Start of Block

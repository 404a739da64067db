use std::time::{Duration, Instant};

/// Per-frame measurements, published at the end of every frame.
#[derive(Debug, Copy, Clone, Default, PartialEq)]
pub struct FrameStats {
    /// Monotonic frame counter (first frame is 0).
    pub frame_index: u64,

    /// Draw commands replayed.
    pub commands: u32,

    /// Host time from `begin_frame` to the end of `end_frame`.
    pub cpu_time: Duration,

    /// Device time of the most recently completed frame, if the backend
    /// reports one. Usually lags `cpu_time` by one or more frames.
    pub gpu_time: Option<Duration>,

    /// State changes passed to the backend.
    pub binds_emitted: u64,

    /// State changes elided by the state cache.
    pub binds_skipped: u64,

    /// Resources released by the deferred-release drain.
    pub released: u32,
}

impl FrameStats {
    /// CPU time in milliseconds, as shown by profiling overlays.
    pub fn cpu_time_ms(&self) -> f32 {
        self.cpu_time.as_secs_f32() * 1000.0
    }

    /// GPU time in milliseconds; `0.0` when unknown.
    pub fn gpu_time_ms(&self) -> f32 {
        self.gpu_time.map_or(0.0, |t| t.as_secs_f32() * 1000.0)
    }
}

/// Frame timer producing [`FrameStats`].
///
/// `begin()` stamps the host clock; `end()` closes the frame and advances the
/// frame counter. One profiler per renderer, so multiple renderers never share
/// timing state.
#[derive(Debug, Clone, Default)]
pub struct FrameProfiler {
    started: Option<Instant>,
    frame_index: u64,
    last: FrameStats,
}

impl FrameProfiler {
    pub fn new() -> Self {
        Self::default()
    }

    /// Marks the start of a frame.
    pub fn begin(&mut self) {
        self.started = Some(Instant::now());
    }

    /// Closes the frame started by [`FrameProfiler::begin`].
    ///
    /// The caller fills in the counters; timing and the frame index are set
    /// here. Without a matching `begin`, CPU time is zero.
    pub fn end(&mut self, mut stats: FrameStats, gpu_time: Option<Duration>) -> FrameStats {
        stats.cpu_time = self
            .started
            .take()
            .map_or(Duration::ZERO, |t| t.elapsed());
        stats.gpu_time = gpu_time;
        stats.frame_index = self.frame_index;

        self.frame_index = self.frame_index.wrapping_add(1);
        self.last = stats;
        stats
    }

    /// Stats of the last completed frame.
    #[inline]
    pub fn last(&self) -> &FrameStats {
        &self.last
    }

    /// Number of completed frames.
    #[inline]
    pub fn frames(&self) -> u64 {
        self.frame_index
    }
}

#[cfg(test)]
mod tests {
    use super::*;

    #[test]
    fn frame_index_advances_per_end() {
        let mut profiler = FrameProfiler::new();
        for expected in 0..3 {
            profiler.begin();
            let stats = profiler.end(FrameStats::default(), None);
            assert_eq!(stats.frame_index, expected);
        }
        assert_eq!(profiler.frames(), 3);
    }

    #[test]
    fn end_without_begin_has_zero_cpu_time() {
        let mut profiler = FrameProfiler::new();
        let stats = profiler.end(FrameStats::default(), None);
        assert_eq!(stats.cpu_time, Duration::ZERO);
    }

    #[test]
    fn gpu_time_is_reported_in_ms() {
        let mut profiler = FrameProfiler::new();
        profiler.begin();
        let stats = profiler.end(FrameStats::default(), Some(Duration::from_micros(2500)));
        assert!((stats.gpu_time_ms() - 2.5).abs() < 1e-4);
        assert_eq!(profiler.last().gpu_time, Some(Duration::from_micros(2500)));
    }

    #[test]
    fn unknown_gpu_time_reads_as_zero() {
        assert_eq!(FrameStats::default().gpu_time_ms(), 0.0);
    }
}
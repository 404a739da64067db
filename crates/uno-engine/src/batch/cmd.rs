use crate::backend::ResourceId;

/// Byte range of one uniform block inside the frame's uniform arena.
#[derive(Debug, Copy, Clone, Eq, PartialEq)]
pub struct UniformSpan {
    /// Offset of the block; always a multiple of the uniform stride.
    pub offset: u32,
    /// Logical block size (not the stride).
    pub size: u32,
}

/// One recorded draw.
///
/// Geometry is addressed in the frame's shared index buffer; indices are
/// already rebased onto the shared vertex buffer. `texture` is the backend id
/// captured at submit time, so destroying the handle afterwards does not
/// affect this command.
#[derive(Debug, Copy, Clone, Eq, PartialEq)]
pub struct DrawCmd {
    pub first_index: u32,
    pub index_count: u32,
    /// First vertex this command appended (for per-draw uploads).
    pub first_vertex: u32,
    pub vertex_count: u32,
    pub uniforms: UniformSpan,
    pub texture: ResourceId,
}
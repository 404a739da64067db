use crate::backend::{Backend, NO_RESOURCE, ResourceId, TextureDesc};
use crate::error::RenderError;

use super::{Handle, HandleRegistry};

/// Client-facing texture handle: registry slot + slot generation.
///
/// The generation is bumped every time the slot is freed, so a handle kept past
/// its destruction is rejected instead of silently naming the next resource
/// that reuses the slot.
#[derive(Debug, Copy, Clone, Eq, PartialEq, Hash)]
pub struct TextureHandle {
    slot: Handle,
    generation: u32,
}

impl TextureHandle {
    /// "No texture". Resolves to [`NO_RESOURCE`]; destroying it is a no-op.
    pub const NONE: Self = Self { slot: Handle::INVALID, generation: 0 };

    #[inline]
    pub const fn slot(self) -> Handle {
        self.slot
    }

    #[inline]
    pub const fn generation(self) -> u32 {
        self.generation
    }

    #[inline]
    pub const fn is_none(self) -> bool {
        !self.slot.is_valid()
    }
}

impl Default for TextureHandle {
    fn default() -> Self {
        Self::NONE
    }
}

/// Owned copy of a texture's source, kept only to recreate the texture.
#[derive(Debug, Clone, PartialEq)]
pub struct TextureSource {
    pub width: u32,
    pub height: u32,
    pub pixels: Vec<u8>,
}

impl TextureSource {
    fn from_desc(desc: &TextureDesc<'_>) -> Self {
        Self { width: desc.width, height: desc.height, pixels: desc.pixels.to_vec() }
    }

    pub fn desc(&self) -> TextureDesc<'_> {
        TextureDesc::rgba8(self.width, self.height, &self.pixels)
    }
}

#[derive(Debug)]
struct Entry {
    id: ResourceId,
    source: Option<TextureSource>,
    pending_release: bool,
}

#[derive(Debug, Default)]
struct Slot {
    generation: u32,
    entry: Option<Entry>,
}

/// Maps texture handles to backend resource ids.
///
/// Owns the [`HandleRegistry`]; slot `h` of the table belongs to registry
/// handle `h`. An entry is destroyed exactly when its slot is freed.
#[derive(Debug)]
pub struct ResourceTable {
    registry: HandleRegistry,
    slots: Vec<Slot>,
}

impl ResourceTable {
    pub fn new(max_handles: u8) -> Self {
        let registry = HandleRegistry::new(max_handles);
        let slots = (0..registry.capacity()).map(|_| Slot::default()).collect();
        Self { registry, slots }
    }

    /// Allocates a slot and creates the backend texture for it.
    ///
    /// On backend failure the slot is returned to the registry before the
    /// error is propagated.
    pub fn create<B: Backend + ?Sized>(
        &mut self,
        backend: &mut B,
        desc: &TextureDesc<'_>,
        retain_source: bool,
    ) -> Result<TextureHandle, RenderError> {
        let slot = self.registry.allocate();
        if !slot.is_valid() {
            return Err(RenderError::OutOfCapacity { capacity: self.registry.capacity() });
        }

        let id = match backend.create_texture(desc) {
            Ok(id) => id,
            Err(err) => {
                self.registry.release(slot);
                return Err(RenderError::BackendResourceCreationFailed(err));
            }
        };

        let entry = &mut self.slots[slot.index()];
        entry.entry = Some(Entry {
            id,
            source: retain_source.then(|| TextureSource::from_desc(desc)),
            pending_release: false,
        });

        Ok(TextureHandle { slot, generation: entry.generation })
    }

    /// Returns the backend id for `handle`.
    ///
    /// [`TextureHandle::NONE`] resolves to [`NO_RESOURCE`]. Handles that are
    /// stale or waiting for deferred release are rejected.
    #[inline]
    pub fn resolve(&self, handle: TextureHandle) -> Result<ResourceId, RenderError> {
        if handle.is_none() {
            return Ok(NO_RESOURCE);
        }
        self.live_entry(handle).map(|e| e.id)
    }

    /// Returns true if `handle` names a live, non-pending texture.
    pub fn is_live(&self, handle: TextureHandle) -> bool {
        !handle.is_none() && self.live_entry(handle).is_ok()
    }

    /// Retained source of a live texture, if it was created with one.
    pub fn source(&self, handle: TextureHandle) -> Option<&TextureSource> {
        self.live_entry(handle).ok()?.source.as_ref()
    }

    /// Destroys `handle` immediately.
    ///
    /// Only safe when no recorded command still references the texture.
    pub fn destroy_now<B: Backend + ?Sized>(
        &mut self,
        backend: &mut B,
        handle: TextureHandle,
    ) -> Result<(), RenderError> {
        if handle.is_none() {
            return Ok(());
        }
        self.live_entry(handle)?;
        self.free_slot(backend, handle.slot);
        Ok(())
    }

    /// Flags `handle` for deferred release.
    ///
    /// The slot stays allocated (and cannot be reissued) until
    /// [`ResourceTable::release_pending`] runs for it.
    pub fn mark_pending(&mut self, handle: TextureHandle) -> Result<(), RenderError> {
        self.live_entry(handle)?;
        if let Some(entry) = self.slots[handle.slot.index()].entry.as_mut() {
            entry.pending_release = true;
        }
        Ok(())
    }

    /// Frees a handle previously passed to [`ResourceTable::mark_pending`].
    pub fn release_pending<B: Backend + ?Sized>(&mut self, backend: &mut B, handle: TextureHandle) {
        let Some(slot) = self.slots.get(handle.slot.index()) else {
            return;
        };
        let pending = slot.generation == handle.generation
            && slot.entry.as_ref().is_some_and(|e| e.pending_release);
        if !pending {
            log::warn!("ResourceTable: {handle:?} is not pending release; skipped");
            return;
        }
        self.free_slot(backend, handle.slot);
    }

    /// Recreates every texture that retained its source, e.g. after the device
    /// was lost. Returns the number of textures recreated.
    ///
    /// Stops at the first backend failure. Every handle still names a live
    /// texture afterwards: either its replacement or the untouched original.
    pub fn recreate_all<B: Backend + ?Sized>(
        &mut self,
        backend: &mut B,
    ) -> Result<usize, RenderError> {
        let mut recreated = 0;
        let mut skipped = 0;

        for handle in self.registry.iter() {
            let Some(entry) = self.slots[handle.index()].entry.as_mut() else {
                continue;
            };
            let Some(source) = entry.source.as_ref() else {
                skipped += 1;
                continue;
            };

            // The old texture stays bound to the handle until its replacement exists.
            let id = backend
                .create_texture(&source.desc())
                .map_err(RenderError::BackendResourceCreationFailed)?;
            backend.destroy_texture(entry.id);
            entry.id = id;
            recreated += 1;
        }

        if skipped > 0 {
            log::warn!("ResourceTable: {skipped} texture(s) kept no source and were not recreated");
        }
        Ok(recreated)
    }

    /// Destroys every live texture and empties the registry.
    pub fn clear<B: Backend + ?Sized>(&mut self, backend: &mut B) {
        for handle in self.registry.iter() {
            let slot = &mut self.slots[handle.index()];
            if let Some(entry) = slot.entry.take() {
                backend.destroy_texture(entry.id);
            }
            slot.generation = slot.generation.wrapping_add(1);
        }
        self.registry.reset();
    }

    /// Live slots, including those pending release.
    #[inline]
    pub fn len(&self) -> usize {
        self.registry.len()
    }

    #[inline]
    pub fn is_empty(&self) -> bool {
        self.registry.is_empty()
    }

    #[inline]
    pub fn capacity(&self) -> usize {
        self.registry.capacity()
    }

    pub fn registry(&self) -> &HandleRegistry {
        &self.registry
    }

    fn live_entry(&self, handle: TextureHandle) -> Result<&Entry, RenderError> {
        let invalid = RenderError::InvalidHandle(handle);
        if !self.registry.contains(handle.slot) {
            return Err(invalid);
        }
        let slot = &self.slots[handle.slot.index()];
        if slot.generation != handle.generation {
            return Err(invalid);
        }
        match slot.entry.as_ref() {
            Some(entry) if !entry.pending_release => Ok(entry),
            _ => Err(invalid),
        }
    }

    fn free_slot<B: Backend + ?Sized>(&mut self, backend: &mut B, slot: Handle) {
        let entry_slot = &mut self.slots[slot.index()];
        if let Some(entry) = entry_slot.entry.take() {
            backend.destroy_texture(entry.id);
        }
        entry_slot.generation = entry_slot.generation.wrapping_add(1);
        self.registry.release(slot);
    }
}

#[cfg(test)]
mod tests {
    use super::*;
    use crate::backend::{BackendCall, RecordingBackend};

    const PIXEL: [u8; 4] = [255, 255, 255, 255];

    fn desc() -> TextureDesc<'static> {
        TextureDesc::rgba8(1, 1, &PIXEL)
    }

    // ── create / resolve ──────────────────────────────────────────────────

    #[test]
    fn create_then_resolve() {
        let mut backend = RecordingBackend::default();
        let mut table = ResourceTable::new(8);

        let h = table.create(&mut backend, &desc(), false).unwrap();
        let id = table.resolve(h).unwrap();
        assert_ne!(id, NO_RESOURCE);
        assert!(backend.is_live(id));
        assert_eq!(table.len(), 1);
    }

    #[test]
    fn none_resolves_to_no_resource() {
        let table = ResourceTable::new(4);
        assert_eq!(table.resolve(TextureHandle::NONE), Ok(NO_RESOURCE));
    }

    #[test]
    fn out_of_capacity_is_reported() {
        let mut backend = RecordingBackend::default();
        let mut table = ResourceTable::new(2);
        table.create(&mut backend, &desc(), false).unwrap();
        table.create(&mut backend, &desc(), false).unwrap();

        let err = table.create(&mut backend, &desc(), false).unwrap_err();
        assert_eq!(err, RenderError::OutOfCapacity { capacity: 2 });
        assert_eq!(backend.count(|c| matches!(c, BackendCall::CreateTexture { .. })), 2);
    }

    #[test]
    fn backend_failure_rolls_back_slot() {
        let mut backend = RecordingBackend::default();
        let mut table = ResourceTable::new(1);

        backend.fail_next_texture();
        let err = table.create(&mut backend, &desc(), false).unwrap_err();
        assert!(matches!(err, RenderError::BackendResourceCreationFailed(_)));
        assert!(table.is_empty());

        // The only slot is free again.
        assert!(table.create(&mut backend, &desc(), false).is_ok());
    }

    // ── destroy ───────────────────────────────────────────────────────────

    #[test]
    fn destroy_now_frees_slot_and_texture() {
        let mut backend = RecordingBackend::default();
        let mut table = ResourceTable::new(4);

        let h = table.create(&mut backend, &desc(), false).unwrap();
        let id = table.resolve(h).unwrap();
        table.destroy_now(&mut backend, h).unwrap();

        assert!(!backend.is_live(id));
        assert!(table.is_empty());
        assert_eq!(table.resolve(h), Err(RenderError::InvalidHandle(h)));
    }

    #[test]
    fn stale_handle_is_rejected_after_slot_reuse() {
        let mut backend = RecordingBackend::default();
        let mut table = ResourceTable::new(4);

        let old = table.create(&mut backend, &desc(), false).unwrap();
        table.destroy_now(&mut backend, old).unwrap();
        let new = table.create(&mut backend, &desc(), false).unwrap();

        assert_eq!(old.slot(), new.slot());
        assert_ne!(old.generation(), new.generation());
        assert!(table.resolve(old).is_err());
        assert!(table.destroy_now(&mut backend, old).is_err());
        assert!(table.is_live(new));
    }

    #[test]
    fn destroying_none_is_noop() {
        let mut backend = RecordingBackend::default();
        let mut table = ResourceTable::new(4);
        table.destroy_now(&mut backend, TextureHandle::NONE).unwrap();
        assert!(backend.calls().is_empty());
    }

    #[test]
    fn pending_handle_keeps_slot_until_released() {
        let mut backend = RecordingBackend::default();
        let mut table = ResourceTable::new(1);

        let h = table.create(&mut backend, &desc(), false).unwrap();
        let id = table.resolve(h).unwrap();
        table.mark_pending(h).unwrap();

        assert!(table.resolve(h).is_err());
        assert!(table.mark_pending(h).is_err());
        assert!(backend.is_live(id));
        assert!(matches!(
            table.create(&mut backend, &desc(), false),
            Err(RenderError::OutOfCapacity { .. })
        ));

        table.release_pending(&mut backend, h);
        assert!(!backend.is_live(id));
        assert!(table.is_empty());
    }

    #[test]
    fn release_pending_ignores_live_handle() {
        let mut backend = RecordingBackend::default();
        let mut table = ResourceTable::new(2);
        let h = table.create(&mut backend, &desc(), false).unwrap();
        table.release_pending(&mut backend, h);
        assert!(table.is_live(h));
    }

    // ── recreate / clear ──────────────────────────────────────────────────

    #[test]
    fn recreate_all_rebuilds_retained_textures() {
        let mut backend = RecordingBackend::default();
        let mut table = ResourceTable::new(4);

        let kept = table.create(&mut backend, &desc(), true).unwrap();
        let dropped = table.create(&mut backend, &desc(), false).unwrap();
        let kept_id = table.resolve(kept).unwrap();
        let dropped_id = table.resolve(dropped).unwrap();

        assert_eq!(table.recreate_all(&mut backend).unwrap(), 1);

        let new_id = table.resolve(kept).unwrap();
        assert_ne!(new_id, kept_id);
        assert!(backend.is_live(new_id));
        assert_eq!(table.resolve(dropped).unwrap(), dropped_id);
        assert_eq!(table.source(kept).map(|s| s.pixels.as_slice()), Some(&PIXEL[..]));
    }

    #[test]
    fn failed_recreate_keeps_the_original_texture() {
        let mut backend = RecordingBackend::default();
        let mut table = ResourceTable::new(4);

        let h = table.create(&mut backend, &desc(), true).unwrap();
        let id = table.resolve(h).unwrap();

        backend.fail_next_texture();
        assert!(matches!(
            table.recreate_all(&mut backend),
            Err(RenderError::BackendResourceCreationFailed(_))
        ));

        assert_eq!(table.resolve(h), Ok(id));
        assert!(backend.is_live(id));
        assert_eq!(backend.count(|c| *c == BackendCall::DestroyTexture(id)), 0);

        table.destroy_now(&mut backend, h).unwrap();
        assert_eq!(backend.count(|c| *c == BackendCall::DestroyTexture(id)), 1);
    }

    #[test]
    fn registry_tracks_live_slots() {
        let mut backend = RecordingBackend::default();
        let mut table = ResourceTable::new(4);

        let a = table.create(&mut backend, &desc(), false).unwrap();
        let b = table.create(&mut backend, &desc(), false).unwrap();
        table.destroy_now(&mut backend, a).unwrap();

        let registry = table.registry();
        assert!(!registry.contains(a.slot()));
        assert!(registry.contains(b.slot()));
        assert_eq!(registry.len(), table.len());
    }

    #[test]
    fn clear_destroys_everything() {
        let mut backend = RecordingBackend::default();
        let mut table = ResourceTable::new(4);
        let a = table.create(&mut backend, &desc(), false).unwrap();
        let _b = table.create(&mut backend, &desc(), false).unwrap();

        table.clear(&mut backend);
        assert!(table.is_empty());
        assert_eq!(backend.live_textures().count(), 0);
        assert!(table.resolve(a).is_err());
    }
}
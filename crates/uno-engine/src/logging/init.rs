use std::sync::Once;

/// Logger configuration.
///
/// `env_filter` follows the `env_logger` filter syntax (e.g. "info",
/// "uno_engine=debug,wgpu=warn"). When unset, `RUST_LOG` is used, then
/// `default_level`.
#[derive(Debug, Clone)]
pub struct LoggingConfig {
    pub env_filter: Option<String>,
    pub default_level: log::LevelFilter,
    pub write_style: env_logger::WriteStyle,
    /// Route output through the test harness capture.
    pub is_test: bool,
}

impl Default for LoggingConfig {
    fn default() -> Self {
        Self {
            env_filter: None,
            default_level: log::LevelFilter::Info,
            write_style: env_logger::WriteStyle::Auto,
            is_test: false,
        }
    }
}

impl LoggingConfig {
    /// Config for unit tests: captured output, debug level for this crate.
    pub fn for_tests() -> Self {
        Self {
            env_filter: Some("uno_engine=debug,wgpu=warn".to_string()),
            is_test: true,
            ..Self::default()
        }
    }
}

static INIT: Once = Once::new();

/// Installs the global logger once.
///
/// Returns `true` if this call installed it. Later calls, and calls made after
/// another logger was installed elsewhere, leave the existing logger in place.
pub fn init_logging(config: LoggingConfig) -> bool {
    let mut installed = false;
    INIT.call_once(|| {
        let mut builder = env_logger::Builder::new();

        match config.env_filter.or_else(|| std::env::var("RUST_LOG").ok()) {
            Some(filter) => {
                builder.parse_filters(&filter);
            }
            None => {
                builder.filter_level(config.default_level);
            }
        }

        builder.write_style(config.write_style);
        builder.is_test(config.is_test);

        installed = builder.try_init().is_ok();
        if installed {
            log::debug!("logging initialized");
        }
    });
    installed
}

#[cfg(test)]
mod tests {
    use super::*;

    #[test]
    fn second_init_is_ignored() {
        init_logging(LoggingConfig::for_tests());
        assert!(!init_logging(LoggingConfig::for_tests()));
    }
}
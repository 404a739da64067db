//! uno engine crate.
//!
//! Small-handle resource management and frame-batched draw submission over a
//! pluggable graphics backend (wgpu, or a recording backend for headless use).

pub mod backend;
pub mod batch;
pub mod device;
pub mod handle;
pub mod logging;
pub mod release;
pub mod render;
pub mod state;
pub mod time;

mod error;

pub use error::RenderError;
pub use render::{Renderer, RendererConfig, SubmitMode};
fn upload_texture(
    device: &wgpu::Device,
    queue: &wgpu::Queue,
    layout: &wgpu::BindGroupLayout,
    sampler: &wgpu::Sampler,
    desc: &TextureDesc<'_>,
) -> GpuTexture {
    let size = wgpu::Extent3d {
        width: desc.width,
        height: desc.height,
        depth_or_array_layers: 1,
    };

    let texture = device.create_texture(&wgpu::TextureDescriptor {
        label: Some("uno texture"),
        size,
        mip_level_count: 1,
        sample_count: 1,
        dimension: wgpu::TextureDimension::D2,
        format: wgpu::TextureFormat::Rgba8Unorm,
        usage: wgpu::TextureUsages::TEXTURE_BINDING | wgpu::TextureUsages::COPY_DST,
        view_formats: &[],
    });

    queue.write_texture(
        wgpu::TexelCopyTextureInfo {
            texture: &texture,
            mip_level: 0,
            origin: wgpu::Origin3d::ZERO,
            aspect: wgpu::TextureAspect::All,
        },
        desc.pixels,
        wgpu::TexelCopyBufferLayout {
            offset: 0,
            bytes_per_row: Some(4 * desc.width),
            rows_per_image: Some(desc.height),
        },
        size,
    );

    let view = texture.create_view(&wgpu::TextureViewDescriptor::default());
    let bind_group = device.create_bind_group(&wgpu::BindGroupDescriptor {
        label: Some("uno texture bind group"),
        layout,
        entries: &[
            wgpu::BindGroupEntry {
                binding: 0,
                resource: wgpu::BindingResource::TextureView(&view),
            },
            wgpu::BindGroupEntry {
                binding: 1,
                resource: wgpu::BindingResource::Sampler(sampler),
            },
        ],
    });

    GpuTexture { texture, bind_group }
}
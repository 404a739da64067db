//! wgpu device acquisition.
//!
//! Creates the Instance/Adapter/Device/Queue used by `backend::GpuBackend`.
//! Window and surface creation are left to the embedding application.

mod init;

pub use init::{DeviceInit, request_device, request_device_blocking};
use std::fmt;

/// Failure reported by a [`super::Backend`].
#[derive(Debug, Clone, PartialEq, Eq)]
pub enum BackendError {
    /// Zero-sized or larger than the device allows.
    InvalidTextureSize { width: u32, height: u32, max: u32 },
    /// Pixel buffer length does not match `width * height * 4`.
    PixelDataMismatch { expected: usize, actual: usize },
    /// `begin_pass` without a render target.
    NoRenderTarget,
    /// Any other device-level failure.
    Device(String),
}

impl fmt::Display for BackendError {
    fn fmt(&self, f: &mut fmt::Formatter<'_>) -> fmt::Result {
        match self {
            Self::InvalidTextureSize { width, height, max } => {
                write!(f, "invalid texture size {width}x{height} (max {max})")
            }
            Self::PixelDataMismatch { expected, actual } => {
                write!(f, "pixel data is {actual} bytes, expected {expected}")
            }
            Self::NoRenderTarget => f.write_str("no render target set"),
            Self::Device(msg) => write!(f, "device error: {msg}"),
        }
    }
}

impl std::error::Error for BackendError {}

End of Block

Looking through the entries, count the lines that hold the word "warn" and state that count alone.

Output: 4